Nessun genitore lascerebbe entrare un venditore nella stanza dei bambini, eppure ogni giorno una pletora di venditori e influencer, grandi e piccoli, raggiungono i bambini dentro casa, attraverso gli schermi. Particolarmente insidiosi sono gli influencer bambini in cui i giovani spettatori sono indotti a identificarsi. E così molti genitori finiscono per acquistare dei prodotti anche se erano restii. Chiedendo ad un gruppo di genitori per quale motivo cedessero alle richieste dei figli anche se contrari furono date queste risposte: perché smetta di fare i capricci; per sfinimento; per non farlo sentire diverso dai compagni; per coccolarlo, farlo contento, assecondarlo.

Alcuni genitori hanno difficoltà a tollerare i malumori dei figli, fino a sentirsi in colpa se negano loro qualcosa. “È lui che comanda quando faccio la spesa, e se non compro ciò che vuole alza la voce e batte i piedi in pubblico”, si lamenta una madre. Ma se un bambino non si confronta di tanto in tanto con il divieto e con la frustrazione non uscirà mai dall’illusione di onnipotenza tipica dei più piccini. Infatti, se nelle prime fasi della vita è importante nutrire la sensazione che il mondo è capace di rispondere ai propri bisogni, è però altrettanto importante che in seguito quello stesso mondo aiuti a uscire dall’illusione che gli altri debbano essere a completa disposizione. Ciò è indispensabile per poter prendere posto all’interno di una rete di scambi, regole e norme condivise e per imparare che a volte è necessario attendere, che non si può avere tutto subito.

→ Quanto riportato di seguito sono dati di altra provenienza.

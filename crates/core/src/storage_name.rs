//! Generated blob names and client file name handling.
//!
//! Blobs are never stored under a client-supplied name. The client name is
//! kept only as a display attribute and contributes at most a sanitized
//! extension to the generated name.

use base64::Engine;
use base64::engine::general_purpose::URL_SAFE_NO_PAD;
use rand::RngCore;

/// Random bytes per storage name (encodes to 32 base64url characters).
pub const STORAGE_NAME_RANDOM_BYTES: usize = 24;

/// Longest extension carried over from the client file name.
pub const MAX_EXTENSION_LEN: usize = 16;

/// Longest display name kept from the client file name, in bytes.
pub const MAX_DISPLAY_NAME_LEN: usize = 255;

/// Source of storage names for new uploads.
pub trait StorageNameGenerator: Send + Sync {
    /// Produce a fresh relative blob name for a file the client called
    /// `original_name`.
    fn generate(&self, original_name: &str) -> String;
}

/// Generates names from the thread-local CSPRNG.
#[derive(Clone, Copy, Debug, Default)]
pub struct RandomNameGenerator;

impl StorageNameGenerator for RandomNameGenerator {
    fn generate(&self, original_name: &str) -> String {
        let mut bytes = [0u8; STORAGE_NAME_RANDOM_BYTES];
        rand::rng().fill_bytes(&mut bytes);
        let stem = URL_SAFE_NO_PAD.encode(bytes);
        match extension_of(original_name) {
            Some(ext) => format!("{stem}.{ext}"),
            None => stem,
        }
    }
}

/// Extract a safe extension from a client file name.
///
/// Returns the part after the last dot of the base name, lowercased, when it
/// is 1..=16 ASCII alphanumerics. Anything else yields `None`.
pub fn extension_of(original_name: &str) -> Option<String> {
    let base = base_name(original_name);
    let (stem, ext) = base.rsplit_once('.')?;
    if stem.is_empty() || ext.is_empty() || ext.len() > MAX_EXTENSION_LEN {
        return None;
    }
    if !ext.bytes().all(|b| b.is_ascii_alphanumeric()) {
        return None;
    }
    Some(ext.to_ascii_lowercase())
}

/// Sanitize a client file name for display and `Content-Disposition`.
///
/// Directory components, quotes, backslashes, and control characters are
/// dropped. Returns `None` when nothing usable remains.
pub fn display_name(original_name: &str) -> Option<String> {
    let cleaned: String = base_name(original_name)
        .chars()
        .filter(|c| !c.is_control() && *c != '"' && *c != '\\')
        .collect();
    let cleaned = cleaned.trim();
    if cleaned.is_empty() || cleaned == "." || cleaned == ".." {
        return None;
    }
    let mut end = cleaned.len().min(MAX_DISPLAY_NAME_LEN);
    while !cleaned.is_char_boundary(end) {
        end -= 1;
    }
    Some(cleaned[..end].to_string())
}

fn base_name(name: &str) -> &str {
    name.rsplit(['/', '\\']).next().unwrap_or(name)
}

Uno degli obiettivi dell’educazione è di aiutare i bambini e i ragazzi a trovare un compromesso tra il principio del piacere e il principio di realtà, come la direbbe Freud. Chi è abituato a vedere esaudito ogni desiderio si sente forte e onnipotente nell’immediato, superiore e capace. Dietro questa facciata si nasconde però una fragilità destinata a emergere alle prime difficoltà. In agguato c’è anche il rischio di dipendere in tutto e per tutto da chi <deve> assolvere ai propri desideri e di non riuscire così ad autogestirsi. Si diventa egocentrici, narcisisti ma anche manipolabili. I piccoli tiranni sono dispotici ma fragili. Sta all’educatore mettere un limite al tutto e subito, anche se ciò può creare proteste e malumori. Il che non significa, ovviamente, adottare un metodo educativo dispotico; bensì lasciare ai bambini e ai ragazzi la libertà di soffrire un po’, di annoiarsi qualche volta, di imparare a reggere la frustrazione, apprezzare gli sforzi, imparare a posticipare e a esercitare la volontà. L’attesa ha aspetti formativi. Mentre si attende si fantastica su ciò che si desidera.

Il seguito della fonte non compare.